Über den zweiten Preis darf sich Brigitte Rasselenberg aus Bad Kreuznach freuen. Sie vermied den in fast allen Gedichten auftauchenden Yeti und wählte stattdessen recht ausgefallene Pflanzen. Man beachte bei ihr übrigens die intelligente Reim-Ausflucht im Buchstaben W. Und dass beim Zebra nur die Streifen hinter(n)teils erwähnt werden, geschah wohl »um des Reimes willen« (Christian Morgenstern):

Der Regenwurm liebt feuchte Erde,
Das Rentier läuft stets mit der Herde.

Der Seidenspinner lebt in China,
Dem Sumpfhuhn schmeckt das Würmchen prima.

Der Tapir sieht dem Esel ähnlich,
Die Tulpe blüht im Mai gewöhnlich.

Am Wegesrand die Ulme steht,
Der Uhu pfeift sein Nachtgebet.

Das Veilchen zeigt sich ganz bescheiden,
Fast keiner kann den Vielfraß leiden.

Der Wachtel Ei schmeckt delikat,
Es grunzt das Wildschwein abends spat.

Der Xiuhcoatl fehlen Beine,
Xiphophorus schwimmt meist alleine.

Yamswurzeln sind beliebt bei Ratten,
Aus Yuccafasern macht man Matten.

Die Zaubernuss blüht nur in Wintern,
Das Zebra ist gestreift am Hintern.

Den dritten und letzten Buchpreis gewinnt Dr.
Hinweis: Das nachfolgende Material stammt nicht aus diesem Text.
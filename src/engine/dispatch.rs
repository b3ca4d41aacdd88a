//! Sign, confirm and submit
//!
//! Order is fixed: sequence → draft → signature → transport encoding →
//! confirmation → submission. Any failure before the last step leaves the
//! network untouched.

use super::{Assembled, Engine};
use crate::confirm::ConfirmationGate;
use crate::errors::RequestError;
use crate::structured_logging::RequestContext;
use crate::tx_builder::sign;
use crate::types::SubmissionResult;

impl<'a> Engine<'a> {
    pub(super) async fn dispatch(
        &self,
        assembled: Assembled<'a>,
        ctx: &RequestContext,
    ) -> Result<SubmissionResult, RequestError> {
        let Assembled {
            wallet,
            builder,
            summary,
        } = assembled;
        let network = self.config.network;

        let sequence = self.ledger.next_sequence(&wallet.public_key()).await?;
        let draft = builder.build(sequence, self.config.base_fee, network)?;
        let op_names: Vec<&str> = draft.operations.iter().map(|op| op.name()).collect();
        ctx.logger.log_draft_built(&op_names, draft.sequence, draft.fee);

        let signed = sign(draft, wallet.keypair())?;
        let envelope = signed.to_base64()?;
        let local_hash = signed.hash_hex();

        ConfirmationGate::new(self.config.skip_confirmation).check(
            &summary,
            network,
            self.selector,
        )?;

        ctx.logger
            .log_submit_attempt(&local_hash, signed.draft().operations.len());
        let resp = self.ledger.submit_transaction(&envelope).await?;
        if resp.hash != local_hash {
            ctx.logger.warn(&format!(
                "ledger reported hash {} for local hash {}",
                resp.hash, local_hash
            ));
        }
        ctx.logger
            .log_submit_success(&resp.hash, resp.ledger, ctx.elapsed_ms());
        Ok(SubmissionResult {
            hash: resp.hash,
            ledger: resp.ledger,
        })
    }
}
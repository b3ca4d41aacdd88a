//! Ledger operations assembled into a transaction
//!
//! Constructors validate the ledger's per-operation limits so an invalid
//! operation never reaches the builder.

use crate::amount::{Price, MAX_TRUST_LIMIT};
use crate::assets::Asset;
use crate::keys::PublicKey;
use crate::tx_builder::errors::EnvelopeError;

/// Longest data entry name, in bytes
pub const DATA_NAME_MAX: usize = 64;

/// Longest data entry value, in bytes
pub const DATA_VALUE_MAX: usize = 64;

/// Signer added by a `SetOptions` operation
#[derive(Debug, Clone, Copy, PartialEq, Eq)]
pub struct SignerWeight {
    pub key: PublicKey,
    pub weight: u32,
}

/// Account option changes. Unset fields are left untouched on the ledger.
#[derive(Debug, Clone, Default, PartialEq, Eq)]
pub struct SetOptions {
    pub master_weight: Option<u32>,
    pub low_threshold: Option<u32>,
    pub med_threshold: Option<u32>,
    pub high_threshold: Option<u32>,
    pub signer: Option<SignerWeight>,
}

impl SetOptions {
    pub fn changes_weights(&self) -> bool {
        self.master_weight.is_some()
            || self.low_threshold.is_some()
            || self.med_threshold.is_some()
            || self.high_threshold.is_some()
    }
}

#[derive(Debug, Clone, PartialEq, Eq)]
pub enum Operation {
    /// Fund a new account with native lumens
    CreateAccount {
        destination: PublicKey,
        starting_balance: i64,
    },
    Payment {
        destination: PublicKey,
        asset: Asset,
        amount: i64,
    },
    /// Create or extend a trustline
    ChangeTrust { asset: Asset, limit: i64 },
    SetOptions(SetOptions),
    /// Set a data entry; `None` deletes it
    ManageData {
        name: String,
        value: Option<Vec<u8>>,
    },
    /// Offer `amount` of `selling` at `price` units of `buying` each
    ManageSellOffer {
        selling: Asset,
        buying: Asset,
        amount: i64,
        price: Price,
        offer_id: i64,
    },
}

impl Operation {
    /// Account creation when the destination does not exist yet, a payment
    /// otherwise. New accounts can only be funded with the native asset.
    pub fn transfer(
        destination: PublicKey,
        asset: Asset,
        amount: i64,
        destination_exists: bool,
    ) -> Result<Self, EnvelopeError> {
        if destination_exists {
            return Ok(Operation::Payment {
                destination,
                asset,
                amount,
            });
        }
        if !asset.is_native() {
            return Err(EnvelopeError::invalid(format!(
                "cannot create account {} with non-native asset {}",
                destination,
                asset.code()
            )));
        }
        Ok(Operation::CreateAccount {
            destination,
            starting_balance: amount,
        })
    }

    /// Trustline with the maximum limit
    pub fn trust(asset: Asset) -> Result<Self, EnvelopeError> {
        if asset.is_native() {
            return Err(EnvelopeError::invalid("the native asset needs no trustline"));
        }
        Ok(Operation::ChangeTrust {
            asset,
            limit: MAX_TRUST_LIMIT,
        })
    }

    pub fn add_signer(key: PublicKey, weight: u32) -> Self {
        Operation::SetOptions(SetOptions {
            signer: Some(SignerWeight { key, weight }),
            ..SetOptions::default()
        })
    }

    /// Master weight and all three thresholds set to `threshold`
    pub fn set_weights(threshold: u32) -> Result<Self, EnvelopeError> {
        if threshold > 255 {
            return Err(EnvelopeError::invalid(format!(
                "threshold {} exceeds 255",
                threshold
            )));
        }
        Ok(Operation::SetOptions(SetOptions {
            master_weight: Some(threshold),
            low_threshold: Some(threshold),
            med_threshold: Some(threshold),
            high_threshold: Some(threshold),
            signer: None,
        }))
    }

    pub fn manage_data(name: &str, value: Vec<u8>) -> Result<Self, EnvelopeError> {
        if name.is_empty() || name.len() > DATA_NAME_MAX {
            return Err(EnvelopeError::invalid(format!(
                "data name '{}' must be 1-{} bytes",
                name, DATA_NAME_MAX
            )));
        }
        if value.len() > DATA_VALUE_MAX {
            return Err(EnvelopeError::invalid(format!(
                "data value for '{}' is {} bytes, limit is {}",
                name,
                value.len(),
                DATA_VALUE_MAX
            )));
        }
        Ok(Operation::ManageData {
            name: name.to_string(),
            value: if value.is_empty() { None } else { Some(value) },
        })
    }

    /// New sell offer (offer id 0)
    pub fn sell_offer(selling: Asset, buying: Asset, amount: i64, price: Price) -> Self {
        Operation::ManageSellOffer {
            selling,
            buying,
            amount,
            price,
            offer_id: 0,
        }
    }

    /// Short name for logs and summaries
    pub fn name(&self) -> &'static str {
        match self {
            Operation::CreateAccount { .. } => "create_account",
            Operation::Payment { .. } => "payment",
            Operation::ChangeTrust { .. } => "change_trust",
            Operation::SetOptions(opts) if opts.signer.is_some() => "add_signer",
            Operation::SetOptions(_) => "set_options",
            Operation::ManageData { .. } => "manage_data",
            Operation::ManageSellOffer { .. } => "manage_sell_offer",
        }
    }
}
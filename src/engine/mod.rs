//! Statement execution engine
//!
//! The engine turns one resolved [`Statement`] into one submitted
//! transaction:
//!
//! ```text
//! statement → identities/assets → trustlines/pricing → operations
//!           → sequence → draft → signature → confirmation → submission
//! ```
//!
//! Everything up to confirmation is local or read-only against the ledger.
//! Submission is the single side-effecting call and happens at most once per
//! statement. Configuration is explicit ([`EngineConfig`]) and every
//! operator interaction goes through the injected [`Selector`].

mod assemble;
mod dispatch;

pub use assemble::{share_threshold, Assembled};

use crate::assets::AssetCatalog;
use crate::errors::RequestError;
use crate::ledger::LedgerClient;
use crate::selector::Selector;
use crate::structured_logging::RequestContext;
use crate::types::{Network, Statement, SubmissionResult};
use crate::wallet::WalletStore;
use std::sync::Arc;

/// Base fee per operation, in stroops
pub const DEFAULT_BASE_FEE: u32 = 100;

#[derive(Debug, Clone, Copy, PartialEq, Eq)]
pub struct EngineConfig {
    pub network: Network,
    /// Submit without rendering a summary or asking for confirmation
    pub skip_confirmation: bool,
    pub base_fee: u32,
}

impl Default for EngineConfig {
    fn default() -> Self {
        Self {
            network: Network::Public,
            skip_confirmation: false,
            base_fee: DEFAULT_BASE_FEE,
        }
    }
}

pub struct Engine<'a> {
    ledger: Arc<dyn LedgerClient>,
    wallets: &'a WalletStore,
    catalog: &'a AssetCatalog,
    selector: &'a dyn Selector,
    config: EngineConfig,
}

impl<'a> Engine<'a> {
    pub fn new(
        ledger: Arc<dyn LedgerClient>,
        wallets: &'a WalletStore,
        catalog: &'a AssetCatalog,
        selector: &'a dyn Selector,
        config: EngineConfig,
    ) -> Self {
        Self {
            ledger,
            wallets,
            catalog,
            selector,
            config,
        }
    }

    /// Resolve, assemble, confirm and submit `statement`
    pub async fn execute(&self, statement: &Statement) -> Result<SubmissionResult, RequestError> {
        let ctx = RequestContext::new(statement.kind());
        ctx.logger
            .log_statement_received(statement.kind(), self.config.network.label());

        let result = match self.assemble(statement, &ctx).await {
            Ok(assembled) => self.dispatch(assembled, &ctx).await,
            Err(e) => Err(e),
        };

        if let Err(e) = &result {
            if e.is_user_abort() {
                ctx.logger.log_declined();
            } else {
                ctx.logger
                    .log_submit_failure(e.category(), &e.to_string(), ctx.elapsed_ms());
            }
        }
        result
    }

    /// Resolve and assemble `statement` without touching the sequence number
    /// or submitting anything
    pub async fn assemble(
        &self,
        statement: &Statement,
        ctx: &RequestContext,
    ) -> Result<Assembled<'a>, RequestError> {
        match statement {
            Statement::Send(req) => self.assemble_send(req, ctx).await,
            Statement::ShareAccount(req) => self.assemble_share(req, ctx).await,
            Statement::SetData(req) => self.assemble_set_data(req, ctx).await,
            Statement::Offer(req) => self.assemble_offer(req, ctx).await,
        }
    }
}
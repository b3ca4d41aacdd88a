//! Offer statement tests
//!
//! Price discovery from the bid side, amount conversion and asset
//! disambiguation.

use super::test_helpers::*;
use crate::amount::Price;
use crate::assets::Asset;
use crate::errors::RequestError;
use crate::ledger::{OrderBookSummary, PriceLevel};
use crate::selector::PolicySelector;
use crate::structured_logging::RequestContext;
use crate::test_utils::ScriptedSelector;
use crate::tx_builder::Operation;
use crate::types::{AmountKind, OfferKind, OfferRequest, Statement};

fn offer(
    kind: OfferKind,
    buying: &str,
    selling: &str,
    amount: &str,
    amount_kind: AmountKind,
    price: Option<&str>,
) -> Statement {
    Statement::Offer(OfferRequest {
        kind,
        account: Some("master".to_string()),
        buying: buying.to_string(),
        selling: selling.to_string(),
        amount: amount.to_string(),
        amount_kind,
        price: price.map(str::to_string),
    })
}

fn bids(prices: &[&str]) -> OrderBookSummary {
    OrderBookSummary {
        bids: prices
            .iter()
            .map(|p| PriceLevel {
                price: p.to_string(),
                amount: "500.0000000".to_string(),
            })
            .collect(),
        asks: Vec::new(),
    }
}

#[tokio::test]
async fn test_buy_amount_converted_at_best_bid() {
    let fx = Fixture::new().await;
    fx.ledger
        .set_order_book(Asset::Native, usd(), bids(&["0.5", "0.45"]))
        .await;
    let selector = ScriptedSelector::new();
    let engine = fx.engine(&selector, test_config());

    // buy 100 USD using XLM
    let assembled = engine
        .assemble(
            &offer(OfferKind::Buy, "USD", "XLM", "100", AmountKind::Buying, None),
            &RequestContext::new("test"),
        )
        .await
        .unwrap();

    assert_eq!(
        assembled.builder.operations(),
        &[Operation::ManageSellOffer {
            selling: Asset::Native,
            buying: usd(),
            amount: 2_000_000_000,
            price: Price { n: 1, d: 2 },
            offer_id: 0,
        }]
    );
    assert!(assembled
        .summary
        .rows()
        .any(|(f, v)| f == "Amount" && v == "100 USD = 200.0000000 XLM"));
    assert_eq!(fx.ledger.book_lookups(), 1);
}

#[tokio::test]
async fn test_sell_reads_bids_without_conversion() {
    let fx = Fixture::new().await;
    fx.ledger
        .set_order_book(usd(), Asset::Native, bids(&["4"]))
        .await;
    let selector = ScriptedSelector::new();
    let engine = fx.engine(&selector, test_config());

    // sell 100 USD for XLM
    let assembled = engine
        .assemble(
            &offer(OfferKind::Sell, "XLM", "USD", "100", AmountKind::Selling, None),
            &RequestContext::new("test"),
        )
        .await
        .unwrap();

    assert!(matches!(
        &assembled.builder.operations()[0],
        Operation::ManageSellOffer { amount: 1_000_000_000, price: Price { n: 4, d: 1 }, .. }
    ));
}

#[tokio::test]
async fn test_empty_book_no_liquidity() {
    let fx = Fixture::new().await;
    let selector = ScriptedSelector::new();
    let engine = fx.engine(&selector, test_config());

    let err = engine
        .execute(&offer(OfferKind::Buy, "USD", "XLM", "100", AmountKind::Buying, None))
        .await
        .unwrap_err();
    assert!(matches!(err, RequestError::NoLiquidity { .. }));
    assert_eq!(fx.ledger.submit_count().await, 0);
}

#[tokio::test]
async fn test_oversized_buy_amount_rejected() {
    let fx = Fixture::new().await;
    fx.ledger
        .set_order_book(Asset::Native, usd(), bids(&["0.5"]))
        .await;
    let selector = ScriptedSelector::new();
    let engine = fx.engine(&selector, test_config());

    let err = engine
        .execute(&offer(
            OfferKind::Buy,
            "USD",
            "XLM",
            "79228162514264337593543950335",
            AmountKind::Buying,
            None,
        ))
        .await
        .unwrap_err();
    assert!(matches!(err, RequestError::InvalidOperation(_)));
    assert_eq!(fx.ledger.submit_count().await, 0);
}

#[tokio::test]
async fn test_explicit_price_skips_book() {
    let fx = Fixture::new().await;
    let selector = ScriptedSelector::new();
    let engine = fx.engine(&selector, test_config());

    let assembled = engine
        .assemble(
            &offer(OfferKind::Buy, "USD", "XLM", "100", AmountKind::Buying, Some("0.25")),
            &RequestContext::new("test"),
        )
        .await
        .unwrap();

    assert!(matches!(
        &assembled.builder.operations()[0],
        Operation::ManageSellOffer { amount: 1_000_000_000, price: Price { n: 1, d: 4 }, .. }
    ));
    assert_eq!(fx.ledger.book_lookups(), 0);
}

#[tokio::test]
async fn test_ambiguous_asset_is_disambiguated() {
    let fx = Fixture::new().await;
    let selector = ScriptedSelector::new().with_choice(1);
    let engine = fx.engine(&selector, test_config());

    let assembled = engine
        .assemble(
            &offer(OfferKind::Buy, "EUR", "XLM", "10", AmountKind::Buying, Some("1")),
            &RequestContext::new("test"),
        )
        .await
        .unwrap();
    assert!(matches!(
        &assembled.builder.operations()[0],
        Operation::ManageSellOffer { buying, .. } if buying == &eur(EUR_ISSUER_B)
    ));
    assert_eq!(selector.select_calls(), 1);

    let policy = PolicySelector::new(true);
    let engine = fx.engine(&policy, test_config());
    let err = engine
        .execute(&offer(OfferKind::Buy, "EUR", "XLM", "10", AmountKind::Buying, Some("1")))
        .await
        .unwrap_err();
    assert!(matches!(err, RequestError::Selection(_)));
}

#[tokio::test]
async fn test_unknown_asset_unsupported() {
    let fx = Fixture::new().await;
    let selector = ScriptedSelector::new();
    let engine = fx.engine(&selector, test_config());

    let err = engine
        .execute(&offer(OfferKind::Buy, "DOGE", "XLM", "10", AmountKind::Buying, None))
        .await
        .unwrap_err();
    assert_eq!(err.to_string(), "asset DOGE is not supported right now");
}

#[tokio::test]
async fn test_same_asset_rejected() {
    let fx = Fixture::new().await;
    let selector = ScriptedSelector::new();
    let engine = fx.engine(&selector, test_config());

    let err = engine
        .execute(&offer(OfferKind::Sell, "XLM", "lumens", "10", AmountKind::Selling, Some("1")))
        .await
        .unwrap_err();
    assert!(matches!(err, RequestError::InvalidOperation(_)));
}

#[tokio::test]
async fn test_offer_submits() {
    let fx = Fixture::new().await;
    fx.ledger
        .set_order_book(Asset::Native, usd(), bids(&["0.5"]))
        .await;
    let selector = ScriptedSelector::new();
    let engine = fx.engine(&selector, test_config());

    let result = engine
        .execute(&offer(OfferKind::Buy, "USD", "XLM", "100", AmountKind::Buying, None))
        .await
        .unwrap();
    assert_eq!(result.ledger, Some(1001));
    assert_eq!(fx.ledger.submit_count().await, 1);
}
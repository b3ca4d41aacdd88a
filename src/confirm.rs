//! Confirmation gate
//!
//! Before the single side-effecting call the operator sees a summary table
//! and must answer yes. Skipping confirmation is an explicit setting.

use crate::errors::RequestError;
use crate::selector::Selector;
use crate::types::Network;
use tabled::{Table, Tabled};
use tracing::info;

#[derive(Debug, Clone, Tabled)]
struct SummaryRow {
    #[tabled(rename = "Field")]
    field: String,
    #[tabled(rename = "Value")]
    value: String,
}

/// Human-readable description of a transaction about to be submitted
#[derive(Debug, Clone, Default)]
pub struct TransactionSummary {
    rows: Vec<SummaryRow>,
}

impl TransactionSummary {
    pub fn new() -> Self {
        Self::default()
    }

    pub fn row(mut self, field: &str, value: impl ToString) -> Self {
        self.rows.push(SummaryRow {
            field: field.to_string(),
            value: value.to_string(),
        });
        self
    }

    pub fn rows(&self) -> impl Iterator<Item = (&str, &str)> {
        self.rows.iter().map(|r| (r.field.as_str(), r.value.as_str()))
    }

    pub fn render(&self, network: Network) -> String {
        let mut rows = self.rows.clone();
        rows.push(SummaryRow {
            field: "Network".to_string(),
            value: network.label().to_string(),
        });
        Table::new(rows).to_string()
    }
}

#[derive(Debug, Clone, Copy)]
pub struct ConfirmationGate {
    skip: bool,
}

impl ConfirmationGate {
    pub fn new(skip: bool) -> Self {
        Self { skip }
    }

    /// `Ok` when submission may proceed, `UserDeclined` otherwise
    pub fn check(
        &self,
        summary: &TransactionSummary,
        network: Network,
        selector: &dyn Selector,
    ) -> Result<(), RequestError> {
        if self.skip {
            info!(network = network.label(), "Confirmation skipped");
            return Ok(());
        }
        selector.present(&summary.render(network));
        if selector.confirm("Are you sure")? {
            Ok(())
        } else {
            Err(RequestError::UserDeclined)
        }
    }
}

#[cfg(test)]
mod tests {
    use super::*;
    use crate::test_utils::ScriptedSelector;

    fn summary() -> TransactionSummary {
        TransactionSummary::new()
            .row("Amount", "20.0000000 XLM")
            .row("To", "jennifer")
    }

    #[test]
    fn test_render_includes_network() {
        let table = summary().render(Network::Test);
        assert!(table.contains("Amount"));
        assert!(table.contains("20.0000000 XLM"));
        assert!(table.contains("TESTNET"));
    }

    #[test]
    fn test_declined() {
        let selector = ScriptedSelector::new().with_confirm(false);
        let err = ConfirmationGate::new(false)
            .check(&summary(), Network::Public, &selector)
            .unwrap_err();
        assert!(err.is_user_abort());
        assert_eq!(selector.presented().len(), 1);
    }

    #[test]
    fn test_skip_never_prompts() {
        let selector = ScriptedSelector::new().with_confirm(false);
        ConfirmationGate::new(true)
            .check(&summary(), Network::Public, &selector)
            .unwrap();
        assert_eq!(selector.confirm_calls(), 0);
        assert!(selector.presented().is_empty());
    }
}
Hanno V. J. Kolbe aus dem Elsass. Er lieferte uns gleich mehrere Varianten zu jedem einzelnen Buchstaben. Sie alle abdrucken zu wollen, würde den Platz sprengen. Stellvertretend an dieser Stelle nur seine Vorschläge für R:

Reptilien haben kaltes Blut,
Das Rebhuhn schmeckt mit Morcheln gut.

Das Rhino hat ein Nasenhorn,
Die Rose dafür ihren Dorn.

Raps und Rhabarber: unentbehrlich,
Rottweiler: eher saugefährlich.

Auch allen anderen Einsendern sei an dieser Stelle herzlich gedankt: Sie haben uns wirklich ein ums andere Mal zum Schmunzeln und Nachdenken gebracht.